Victoria Geddes, Executive Director
It’s that time of year when listed companies around Australia are gearing up for results reporting season – finalising accounts, booking conference calls and webcasts, updating their list of beneficial owners to ensure they have identified all key decision-makers and starting to work on the key messages they want to deliver. They are also planning their post results roadshow.
While shareholders (read fund managers and asset owners) and brokers are typically the primary focus of results roadshows, this is also one of two dedicated periods in the financial year when companies also meet with potential investors. The way in which these introductions are made is evolving rapidly as big data becomes increasingly powerful and the old model of brokers acting as the intermediary is under challenge.
So how do you target new investors and is this just a new name for corporate access?
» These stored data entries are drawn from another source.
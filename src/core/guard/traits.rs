/*!
 * Guard Traits
 *
 * Core abstractions for RAII resource guards
 */

use super::{GuardError, GuardMetadata, GuardResult};

/// Core guard trait
///
/// All guards implement this to provide:
/// - Resource type identification
/// - Metadata access
/// - Manual release capability
///
/// Not bounded on `Send`: a blocking key guard belongs to the thread that
/// acquired it.
pub trait Guard {
    /// Resource type name for logging/debugging
    fn resource_type(&self) -> &'static str;

    /// Get guard metadata
    fn metadata(&self) -> &GuardMetadata;

    /// Check if guard is still active
    fn is_active(&self) -> bool;

    /// Manually release the resource
    ///
    /// Returns `Err` if already released
    fn release(&mut self) -> GuardResult<()>;
}

/// Guards that can be dropped with custom cleanup
///
/// Separates Drop logic for better testability
pub trait GuardDrop: Guard {
    /// Perform cleanup on drop
    ///
    /// # Panics
    ///
    /// Should NOT panic. Log errors instead.
    fn on_drop(&mut self);
}
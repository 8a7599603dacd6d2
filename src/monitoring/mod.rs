/*!
 * Monitoring
 * Tracing subscriber setup
 */

mod tracer;

pub use tracer::{init_tracing, ENV_TRACE_JSON};
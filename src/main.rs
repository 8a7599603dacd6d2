/*!
 * keyed-guard demo
 *
 * Exercises key-scoped locking from threads and tasks, then silences a
 * chatty section of stdout.
 */

use std::error::Error;
use std::sync::atomic::{AtomicU64, Ordering};
use std::sync::Arc;
use std::thread;
use tracing::info;

use keyed_guard::{init_tracing, LockConfig, LockManager, TimeoutPolicy};
#[cfg(unix)]
use keyed_guard::{StreamSuppressor, SuppressFlags};

const WORKERS: u64 = 8;
const ROUNDS: u64 = 1_000;

#[tokio::main]
async fn main() -> Result<(), Box<dyn Error>> {
    init_tracing();

    let config = LockConfig::from_env();
    info!(
        default_timeout_ms = config.default_timeout.map(|d| d.as_millis() as u64),
        "Starting keyed-guard demo"
    );
    let manager = LockManager::with_config(config);

    // Blocking workers hammering one key
    let counter = Arc::new(AtomicU64::new(0));
    let handles: Vec<_> = (0..WORKERS)
        .map(|_| {
            let manager = manager.clone();
            let counter = counter.clone();
            thread::spawn(move || -> keyed_guard::LockResult<()> {
                for _ in 0..ROUNDS {
                    manager.run_with_lock("counter", TimeoutPolicy::Default, || {
                        let current = counter.load(Ordering::Relaxed);
                        counter.store(current + 1, Ordering::Relaxed);
                    })?;
                }
                Ok(())
            })
        })
        .collect();
    for handle in handles {
        handle.join().map_err(|_| "worker thread panicked")??;
    }
    info!(total = counter.load(Ordering::Relaxed), "Blocking workers finished");

    // Async tasks through a decorated callable
    let append = Arc::new(manager.decorate_async(
        "journal",
        TimeoutPolicy::Default,
        |line: String| async move {
            tokio::task::yield_now().await;
            line.len()
        },
    ));
    let mut tasks = Vec::new();
    for i in 0..WORKERS {
        let append = append.clone();
        tasks.push(tokio::spawn(async move { append.call(format!("entry {i}")).await }));
    }
    let mut bytes = 0;
    for task in tasks {
        bytes += task.await??;
    }
    info!(bytes, "Async tasks finished");

    // Quiet section: stdout goes to the null device
    #[cfg(unix)]
    {
        let suppressor = StreamSuppressor::new();
        suppressor.run(SuppressFlags::stdout_only(), || {
            println!("this line is discarded");
        });
        println!("stdout restored");
    }

    let removed = manager.cleanup_unused();
    info!(removed, remaining = manager.len(), "Demo complete");
    Ok(())
}
/*!
 * Lock Configuration
 *
 * Runtime configuration for the lock manager
 */

use std::time::Duration;

/// Environment variable holding the default acquisition timeout in milliseconds
pub const ENV_LOCK_TIMEOUT_MS: &str = "KEYED_GUARD_LOCK_TIMEOUT_MS";

/// Lock manager configuration
#[derive(Debug, Clone, Default, PartialEq, Eq)]
pub struct LockConfig {
    /// Timeout applied when a caller passes `TimeoutPolicy::Default`
    pub default_timeout: Option<Duration>,
}

impl LockConfig {
    /// Create config with defaults (no timeout)
    pub fn new() -> Self {
        Self::default()
    }

    /// Load configuration from the environment
    ///
    /// Environment variables:
    /// - KEYED_GUARD_LOCK_TIMEOUT_MS: default timeout, `0` or unset disables it
    ///
    /// Unparseable values are ignored with a warning.
    pub fn from_env() -> Self {
        let mut config = Self::default();

        if let Ok(raw) = std::env::var(ENV_LOCK_TIMEOUT_MS) {
            match raw.trim().parse::<u64>() {
                Ok(0) => config.default_timeout = None,
                Ok(ms) => config.default_timeout = Some(Duration::from_millis(ms)),
                Err(e) => tracing::warn!(
                    var = ENV_LOCK_TIMEOUT_MS,
                    value = %raw,
                    error = %e,
                    "Ignoring invalid lock timeout"
                ),
            }
        }

        config
    }

    /// Set the default acquisition timeout
    pub fn with_default_timeout(mut self, timeout: Duration) -> Self {
        self.default_timeout = Some(timeout);
        self
    }
}
/*!
 * Lock Decorators
 *
 * Adapters that run a wrapped callable under a key lock on every call.
 *
 * The lock controls (`key`, `timeout`) live in the adapter; the callable's
 * arguments travel as one opaque bundle passed to `call`. The two never share
 * a namespace, so a callable taking its own `key` or `timeout` argument gets
 * it unmodified.
 *
 * ## Example
 *
 * ```ignore
 * let store = manager.decorate("kv", TimeoutPolicy::None, |(key, value): (String, u64)| {
 *     write_entry(&key, value)
 * });
 * store.call(("user:1".to_string(), 42))?;
 *
 * let fetch = manager.decorate_async("http", TimeoutPolicy::after_secs(5), |url: String| async move {
 *     download(url).await
 * });
 * let body = fetch.call("https://example.com".to_string()).await?;
 * ```
 */

use super::manager::LockManager;
use crate::core::errors::LockResult;
use crate::core::guard::TimeoutPolicy;
use std::future::Future;

/// Blocking callable wrapped in a key lock
pub struct Decorated<F> {
    manager: LockManager,
    key: String,
    timeout: TimeoutPolicy,
    inner: F,
}

impl<F> Decorated<F> {
    pub(crate) fn new(manager: LockManager, key: String, timeout: TimeoutPolicy, inner: F) -> Self {
        Self {
            manager,
            key,
            timeout,
            inner,
        }
    }

    /// Call the wrapped function with `args` while holding the key lock
    pub fn call<A, R>(&self, args: A) -> LockResult<R>
    where
        F: Fn(A) -> R,
    {
        self.manager
            .run_with_lock(&self.key, self.timeout, || (self.inner)(args))
    }

    /// Lock key this adapter serializes on
    #[inline]
    pub fn key(&self) -> &str {
        &self.key
    }

    #[inline]
    pub fn timeout(&self) -> TimeoutPolicy {
        self.timeout
    }

    /// Unwrap the original callable
    pub fn into_inner(self) -> F {
        self.inner
    }
}

/// Async callable wrapped in a key lock
pub struct DecoratedAsync<F> {
    manager: LockManager,
    key: String,
    timeout: TimeoutPolicy,
    inner: F,
}

impl<F> DecoratedAsync<F> {
    pub(crate) fn new(manager: LockManager, key: String, timeout: TimeoutPolicy, inner: F) -> Self {
        Self {
            manager,
            key,
            timeout,
            inner,
        }
    }

    /// Call the wrapped function with `args` and await it under the async key lock
    ///
    /// The future is only created once the lock is held.
    pub async fn call<A, Fut>(&self, args: A) -> LockResult<Fut::Output>
    where
        F: Fn(A) -> Fut,
        Fut: Future,
    {
        self.manager
            .run_with_lock_async(&self.key, self.timeout, || (self.inner)(args))
            .await
    }

    /// Lock key this adapter serializes on
    #[inline]
    pub fn key(&self) -> &str {
        &self.key
    }

    #[inline]
    pub fn timeout(&self) -> TimeoutPolicy {
        self.timeout
    }

    /// Unwrap the original callable
    pub fn into_inner(self) -> F {
        self.inner
    }
}
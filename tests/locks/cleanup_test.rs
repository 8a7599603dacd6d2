/*!
 * Cleanup Tests
 * Unused entries are swept, entries in use survive
 */

use keyed_guard::{LockManager, TimeoutPolicy};
use pretty_assertions::assert_eq;
use std::sync::mpsc;
use std::thread;
use std::time::Duration;

#[test]
fn test_list_keys_is_a_snapshot() {
    let manager = LockManager::new();
    manager.lock("a");
    manager.lock("b");

    let mut snapshot = manager.list_keys();
    manager.lock("c");
    snapshot.sort();

    assert_eq!(snapshot, vec!["a".to_string(), "b".to_string()]);
    assert_eq!(manager.len(), 3);
}

#[test]
fn test_cleanup_removes_only_unused() {
    let manager = LockManager::new();
    for i in 0..100 {
        manager.run_with_lock(&format!("job-{i}"), TimeoutPolicy::None, || ()).unwrap();
    }
    let keep = manager.lock("job-7");

    assert_eq!(manager.cleanup_unused(), 99);
    assert_eq!(manager.list_keys(), vec!["job-7".to_string()]);

    drop(keep);
    assert_eq!(manager.cleanup_unused(), 1);
    assert!(manager.is_empty());
}

#[test]
fn test_cleanup_keeps_entry_with_pending_waiter() {
    let manager = LockManager::new();
    let held = manager.lock("contested");
    let (started_tx, started_rx) = mpsc::channel();

    let waiter = {
        let manager = manager.clone();
        thread::spawn(move || {
            started_tx.send(()).unwrap();
            let guard = manager.lock("contested");
            std::sync::Arc::as_ptr(guard.entry()) as usize
        })
    };
    started_rx.recv().unwrap();
    thread::sleep(Duration::from_millis(20));

    let before = std::sync::Arc::as_ptr(&manager.get_lock("contested")) as usize;
    assert_eq!(manager.cleanup_unused(), 0);
    drop(held);

    // The waiter got the very entry that existed before the sweep
    assert_eq!(waiter.join().unwrap(), before);
}

#[test]
fn test_new_manager_starts_empty() {
    let first = LockManager::new();
    first.lock("x");
    let second = LockManager::new();

    assert!(second.is_empty());
    assert!(!second.contains_key("x"));
}
/*!
 * Lock Manager
 * Key-scoped mutual exclusion for threads and async tasks
 */

use super::decorate::{Decorated, DecoratedAsync};
use super::entry::LockEntry;
use super::guard::{AsyncKeyGuard, KeyGuard};
use crate::core::config::LockConfig;
use crate::core::errors::{LockError, LockResult};
use crate::core::guard::TimeoutPolicy;
use ahash::RandomState;
use dashmap::DashMap;
use std::future::Future;
use std::sync::Arc;
use std::time::Duration;
use tracing::{debug, trace};

/// Key-scoped lock manager
///
/// Maps string keys to per-key lock entries. Distinct keys never contend;
/// the same key is serialized among blocking callers (reentrantly) and among
/// async callers. Cloning is cheap and every clone shares the same entries.
///
/// The manager is an ordinary value: the host application decides its
/// lifetime, and tests get a clean slate by constructing a new one.
#[derive(Clone)]
pub struct LockManager {
    locks: Arc<DashMap<String, Arc<LockEntry>, RandomState>>,
    config: Arc<LockConfig>,
}

impl LockManager {
    /// Create a new lock manager with default configuration
    #[must_use]
    pub fn new() -> Self {
        Self::with_config(LockConfig::default())
    }

    /// Create a new lock manager with the given configuration
    #[must_use]
    pub fn with_config(config: LockConfig) -> Self {
        debug!(
            default_timeout_ms = config.default_timeout.map(|d| d.as_millis() as u64),
            "Lock manager initialized"
        );
        Self {
            locks: Arc::new(DashMap::with_hasher(RandomState::new())),
            config: Arc::new(config),
        }
    }

    /// Configuration this manager was built with
    #[inline]
    pub fn config(&self) -> &LockConfig {
        &self.config
    }

    /// Get the entry for `key`, creating it on first reference
    pub fn get_lock(&self, key: &str) -> Arc<LockEntry> {
        if let Some(entry) = self.locks.get(key) {
            return entry.clone();
        }

        self.locks
            .entry(key.to_string())
            .or_insert_with(|| {
                trace!(key, "Created lock entry");
                Arc::new(LockEntry::new(key))
            })
            .clone()
    }

    /// Block until the lock for `key` is held, with no timeout
    pub fn lock(&self, key: &str) -> KeyGuard {
        let entry = self.get_lock(key);
        let inner = entry.lock_blocking();
        trace!(key, "Acquired key lock");
        KeyGuard::new(inner, entry)
    }

    /// Block until the lock for `key` is held or the timeout elapses
    ///
    /// Reentrant: a thread already holding `key` acquires it again
    /// immediately.
    pub fn acquire(&self, key: &str, timeout: TimeoutPolicy) -> LockResult<KeyGuard> {
        let limit = match timeout.resolve(self.config.default_timeout) {
            Some(limit) => limit,
            None => return Ok(self.lock(key)),
        };

        let entry = self.get_lock(key);
        match entry.try_lock_blocking_for(limit) {
            Some(inner) => {
                trace!(key, "Acquired key lock");
                Ok(KeyGuard::new(inner, entry))
            }
            None => Err(self.timeout_error(key, limit)),
        }
    }

    /// Take the lock for `key` only if it is free right now
    pub fn try_acquire(&self, key: &str) -> Option<KeyGuard> {
        let entry = self.get_lock(key);
        let inner = entry.try_lock_blocking()?;
        Some(KeyGuard::new(inner, entry))
    }

    /// Wait for the async lock for `key`, suspending only the calling task
    ///
    /// A timed-out wait never holds the lock.
    pub async fn acquire_async(
        &self,
        key: &str,
        timeout: TimeoutPolicy,
    ) -> LockResult<AsyncKeyGuard> {
        let entry = self.get_lock(key);
        let mutex = entry.async_mutex();

        let inner = match timeout.resolve(self.config.default_timeout) {
            None => mutex.lock_owned().await,
            Some(limit) => tokio::time::timeout(limit, mutex.lock_owned())
                .await
                .map_err(|_| self.timeout_error(key, limit))?,
        };

        trace!(key, "Acquired async key lock");
        Ok(AsyncKeyGuard::new(inner, entry))
    }

    /// Run `operation` while holding the lock for `key`
    ///
    /// The lock is released even if `operation` panics. Whatever the
    /// operation returns, including its own `Result`, is passed through.
    pub fn run_with_lock<R, F>(&self, key: &str, timeout: TimeoutPolicy, operation: F) -> LockResult<R>
    where
        F: FnOnce() -> R,
    {
        let _guard = self.acquire(key, timeout)?;
        Ok(operation())
    }

    /// Await `operation` while holding the async lock for `key`
    pub async fn run_with_lock_async<F, Fut>(
        &self,
        key: &str,
        timeout: TimeoutPolicy,
        operation: F,
    ) -> LockResult<Fut::Output>
    where
        F: FnOnce() -> Fut,
        Fut: Future,
    {
        let _guard = self.acquire_async(key, timeout).await?;
        Ok(operation().await)
    }

    /// Wrap a blocking callable so every call runs under the lock for `key`
    pub fn decorate<F>(&self, key: impl Into<String>, timeout: TimeoutPolicy, f: F) -> Decorated<F> {
        Decorated::new(self.clone(), key.into(), timeout, f)
    }

    /// Wrap an async callable so every call runs under the async lock for `key`
    pub fn decorate_async<F>(
        &self,
        key: impl Into<String>,
        timeout: TimeoutPolicy,
        f: F,
    ) -> DecoratedAsync<F> {
        DecoratedAsync::new(self.clone(), key.into(), timeout, f)
    }

    /// Snapshot of all known keys
    pub fn list_keys(&self) -> Vec<String> {
        self.locks.iter().map(|entry| entry.key().clone()).collect()
    }

    /// Whether an entry exists for `key`
    #[inline]
    pub fn contains_key(&self, key: &str) -> bool {
        self.locks.contains_key(key)
    }

    /// Number of known keys
    #[inline]
    pub fn len(&self) -> usize {
        self.locks.len()
    }

    #[inline]
    pub fn is_empty(&self) -> bool {
        self.locks.is_empty()
    }

    /// Remove entries no guard or waiter references
    ///
    /// An entry is kept while anything other than the map holds it: a live
    /// guard, a pending acquisition, or a caller of [`get_lock`](Self::get_lock).
    /// Returns the number of removed entries.
    pub fn cleanup_unused(&self) -> usize {
        let mut removed = 0;
        self.locks.retain(|key, entry| {
            let in_use =
                Arc::strong_count(entry) > 1 || entry.is_locked() || entry.is_async_locked();
            if !in_use {
                trace!(key = key.as_str(), "Removing unused lock entry");
                removed += 1;
            }
            in_use
        });

        if removed > 0 {
            debug!(removed, remaining = self.locks.len(), "Cleaned up unused lock entries");
        }
        removed
    }

    fn timeout_error(&self, key: &str, timeout: Duration) -> LockError {
        debug!(key, timeout_ms = timeout.as_millis() as u64, "Lock acquisition timed out");
        LockError::Timeout {
            key: key.to_string(),
            timeout,
        }
    }
}

impl Default for LockManager {
    fn default() -> Self {
        Self::new()
    }
}

impl std::fmt::Debug for LockManager {
    fn fmt(&self, f: &mut std::fmt::Formatter<'_>) -> std::fmt::Result {
        f.debug_struct("LockManager")
            .field("keys", &self.locks.len())
            .field("config", &self.config)
            .finish()
    }
}
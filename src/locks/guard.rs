/*!
 * Key Lock Guards
 *
 * RAII guards for key-scoped locks with automatic release
 */

use super::entry::{AsyncGuard, LockEntry, SyncGuard};
use crate::core::guard::{Guard, GuardDrop, GuardError, GuardMetadata, GuardResult};
use std::sync::Arc;
use tracing::trace;

/// Blocking key lock guard
///
/// Holds the reentrant lock for one key. The lock is released when the guard
/// is dropped, including during a panic unwind. The guard is `!Send`: it must
/// be released on the thread that acquired it.
///
/// # Example
///
/// ```ignore
/// let guard = manager.acquire("index", TimeoutPolicy::None)?;
/// rebuild_index();
/// // Released on drop
/// ```
pub struct KeyGuard {
    inner: Option<SyncGuard>,
    entry: Arc<LockEntry>,
    metadata: GuardMetadata,
}

impl KeyGuard {
    pub(crate) fn new(inner: SyncGuard, entry: Arc<LockEntry>) -> Self {
        Self {
            inner: Some(inner),
            entry,
            metadata: GuardMetadata::new("key_lock"),
        }
    }

    /// Key this guard holds
    #[inline]
    pub fn key(&self) -> &str {
        self.entry.name()
    }

    /// Entry backing this guard
    #[inline]
    pub fn entry(&self) -> &Arc<LockEntry> {
        &self.entry
    }
}

impl std::fmt::Debug for KeyGuard {
    fn fmt(&self, f: &mut std::fmt::Formatter<'_>) -> std::fmt::Result {
        f.debug_struct("KeyGuard")
            .field("key", &self.key())
            .field("active", &self.is_active())
            .finish()
    }
}

impl Guard for KeyGuard {
    fn resource_type(&self) -> &'static str {
        "key_lock"
    }

    fn metadata(&self) -> &GuardMetadata {
        &self.metadata
    }

    fn is_active(&self) -> bool {
        self.inner.is_some()
    }

    fn release(&mut self) -> GuardResult<()> {
        match self.inner.take() {
            Some(inner) => {
                drop(inner);
                trace!(
                    key = self.entry.name(),
                    held_us = self.metadata.lifetime_micros(),
                    "Released key lock"
                );
                Ok(())
            }
            None => Err(GuardError::AlreadyReleased),
        }
    }
}

impl GuardDrop for KeyGuard {
    fn on_drop(&mut self) {
        if self.inner.is_some() {
            let _ = self.release();
        }
    }
}

impl Drop for KeyGuard {
    fn drop(&mut self) {
        self.on_drop();
    }
}

/// Async key lock guard
///
/// Holds the async lock for one key. Unlike [`KeyGuard`] it is `Send` and
/// may be held across `.await` points.
pub struct AsyncKeyGuard {
    inner: Option<AsyncGuard>,
    entry: Arc<LockEntry>,
    metadata: GuardMetadata,
}

impl AsyncKeyGuard {
    pub(crate) fn new(inner: AsyncGuard, entry: Arc<LockEntry>) -> Self {
        Self {
            inner: Some(inner),
            entry,
            metadata: GuardMetadata::new("async_key_lock"),
        }
    }

    /// Key this guard holds
    #[inline]
    pub fn key(&self) -> &str {
        self.entry.name()
    }

    /// Entry backing this guard
    #[inline]
    pub fn entry(&self) -> &Arc<LockEntry> {
        &self.entry
    }
}

impl std::fmt::Debug for AsyncKeyGuard {
    fn fmt(&self, f: &mut std::fmt::Formatter<'_>) -> std::fmt::Result {
        f.debug_struct("AsyncKeyGuard")
            .field("key", &self.key())
            .field("active", &self.is_active())
            .finish()
    }
}

impl Guard for AsyncKeyGuard {
    fn resource_type(&self) -> &'static str {
        "async_key_lock"
    }

    fn metadata(&self) -> &GuardMetadata {
        &self.metadata
    }

    fn is_active(&self) -> bool {
        self.inner.is_some()
    }

    fn release(&mut self) -> GuardResult<()> {
        match self.inner.take() {
            Some(inner) => {
                drop(inner);
                trace!(
                    key = self.entry.name(),
                    held_us = self.metadata.lifetime_micros(),
                    "Released async key lock"
                );
                Ok(())
            }
            None => Err(GuardError::AlreadyReleased),
        }
    }
}

impl GuardDrop for AsyncKeyGuard {
    fn on_drop(&mut self) {
        if self.inner.is_some() {
            let _ = self.release();
        }
    }
}

impl Drop for AsyncKeyGuard {
    fn drop(&mut self) {
        self.on_drop();
    }
}
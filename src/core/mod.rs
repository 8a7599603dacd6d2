/*!
 * Core Module
 * Error types, configuration and guard primitives shared by all subsystems
 */

pub mod config;
pub mod errors;
pub mod guard;

// Re-export for convenience
pub use config::LockConfig;
pub use errors::*;
pub use guard::{Guard, GuardDrop, GuardError, GuardMetadata, GuardResult, TimeoutPolicy};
Corporate Access is, as the name implies, about providing investors with access to companies. Many brokers and investment banks have ‘corporate access teams’ which exist primarily to provide their clients with access to company management but also to foster the relationship with the company. From the company’s point of view this achieves the aim of gaining access to potential investors and, best of all, the only cost to them is their time. Corporate access to international investors or global ‘non deal’ roadshows over the last 10 years took this service to a new level with brokers organising all the logistics associated with travel and meeting schedules. Companies can provide the list of targets they wish to meet or leave it to the broker to identify. The better corporate access teams will conduct a targeting program,ensuring they include fund managers outside their own client base. For the effort involved, this level of service is largely confined to mega and large cap companies.
The introduction of MiFID II in Europe is widely expected to create a ripple effect globally around the issue of Corporate Access. Under the new rules which came into effect on 1 January 2018, Corporate Access as well as research must be paid for by the fund managers who benefit from it. They must set a budget for it and payment must come out of the fund manager’s P&L not the funds they manage.
While nothing has changed from the company’s perspective, the reality is that brokers who offer this service will only be able to go to clients who have a budget for it. This immediately narrows the universe of potential investors that can be targeted, compromising the value offering they are able to provide. It will also create a two tier market where large cap companies will continue to be serviced by the tier 1 brokers and investment banks while small and mid cap companies will increasingly be left to their own devices.
Over the past few years alternative corporate access providers have emerged in response to this looming disconnect by using technology to provide an online portal where investors can register their interest in meeting with a particular corporate. Investor relations firms that were once the go to providers of this service for companies, before brokers took it over, will find themselves in demand again as companies start looking to increase their IR budgets to support more internal and/or external resources.
IPREO’s survey of companies, banks and institutions in July 2017 regarding their expectations for IR post MiFID II highlighted that companies expect to be much more involved in organising their own meetings with institutions. Alternative Corporate Access providers will be engaged and companies will become more proactive in identifying who they meet with.
Targeting new investors who could be potential shareholders is the ultimate objective of corporate access. Companies know who their shareholders are but they also need to be constantly building a bank of informed investors to supplement or replace current shareholders. Only a small proportion of the hundreds of thousands of funds have the right profile and investment style to match the investment proposition offered by a particular corporate.
So how do you identify new investors?
FIRST Advisers’ approach is to first analyse which investors are invested in a company’s peers but not in them. These are high quality targets as they have already identified themselves as interested in the sector so there is a potential switching opportunity. We analyse peer company registers of relevant interest and quickly build a comprehensive, validated list of targets for a company to approach.
Desk top targeting using powerful databases like Factset and Bloomberg also enables IROs to filter out fund managers in specific regions with appropriate investment styles to come up with a list that can then be further interrogated via research and direct email. While this process can be time consuming it ultimately saves time and money on wasted meetings. IR consultants and other corporate access specialists will often have extensive in-house knowledge from the work they do with a wide variety of corporates of how and where institutions like to invest and are keen to share this with their clients.
It is revealing that the buyside don’t hold great expectations that companies will undertake investor targeting (13%) but do expect a lot more activity in the form of proactive outreach, direct access, more use of alternative corporate access services and more resourcing of IR. The question then is how effective all that activity will be?